[SUPPLIED DATA]

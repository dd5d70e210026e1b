//! Publish/subscribe transport seam.
//!
//! The channel layer only needs two things from its bus: ordered publishes
//! per topic and a retrievable last id, so a joining client can take a
//! [`state`](crate::channel::PresenceChannel::state) snapshot and resume
//! consumption without gaps. Delivery itself (including enforcement of the
//! restriction metadata) is the bus's responsibility, not this crate's.

mod memory;

pub use memory::{BusMessage, MemoryBus};

use crate::error::BusError;
use crate::types::{GroupId, UserId};
use async_trait::async_trait;
use serde_json::Value;

/// Delivery-restriction metadata attached to a publish call.
///
/// For non-public channels this names who may receive the message. It is
/// carried out-of-band and never appears in the JSON body delivered to
/// clients.
#[derive(Debug, Clone, Default, PartialEq, Eq)]
pub struct PublishOptions {
    /// Restrict delivery to these users.
    pub allowed_user_ids: Option<Vec<UserId>>,
    /// Restrict delivery to members of these groups.
    pub allowed_group_ids: Option<Vec<GroupId>>,
}

impl PublishOptions {
    /// No restrictions; anyone subscribed may receive the message.
    pub fn unrestricted() -> Self {
        Self::default()
    }
}

/// A publish/subscribe transport with per-topic ordered delivery.
#[async_trait]
pub trait MessageBus: Send + Sync {
    /// Publish a payload to a topic. Returns the id assigned to the
    /// message; ids are strictly increasing within a topic.
    async fn publish(
        &self,
        topic: &str,
        payload: Value,
        options: PublishOptions,
    ) -> Result<u64, BusError>;

    /// The id of the most recent message on a topic, or 0 if none.
    async fn last_id(&self, topic: &str) -> Result<u64, BusError>;
}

[/SUPPLIED DATA]

Exactly and without omission, set down every entry.

**ANSWER BOX**
repository dd5d70e210026e1b
//! Publish/subscribe transport seam.
//!
//! The channel layer only needs two things from its bus: ordered publishes
//! per topic and a retrievable last id, so a joining client can take a
//! [`state`](crate::channel::PresenceChannel::state) snapshot and resume
//! consumption without gaps. Delivery itself (including enforcement of the
//! restriction metadata) is the bus's responsibility, not this crate's.

mod memory;

pub use memory::{BusMessage, MemoryBus};

use crate::error::BusError;
use crate::types::{GroupId, UserId};
use async_trait::async_trait;
use serde_json::Value;

/// Delivery-restriction metadata attached to a publish call.
///
/// For non-public channels this names who may receive the message. It is
/// carried out-of-band and never appears in the JSON body delivered to
/// clients.
#[derive(Debug, Clone, Default, PartialEq, Eq)]
pub struct PublishOptions {
    /// Restrict delivery to these users.
    pub allowed_user_ids: Option<Vec<UserId>>,
    /// Restrict delivery to members of these groups.
    pub allowed_group_ids: Option<Vec<GroupId>>,
}

impl PublishOptions {
    /// No restrictions; anyone subscribed may receive the message.
    pub fn unrestricted() -> Self {
        Self::default()
    }
}

/// A publish/subscribe transport with per-topic ordered delivery.
#[async_trait]
pub trait MessageBus: Send + Sync {
    /// Publish a payload to a topic. Returns the id assigned to the
    /// message; ids are strictly increasing within a topic.
    async fn publish(
        &self,
        topic: &str,
        payload: Value,
        options: PublishOptions,
    ) -> Result<u64, BusError>;

    /// The id of the most recent message on a topic, or 0 if none.
    async fn last_id(&self, topic: &str) -> Result<u64, BusError>;
}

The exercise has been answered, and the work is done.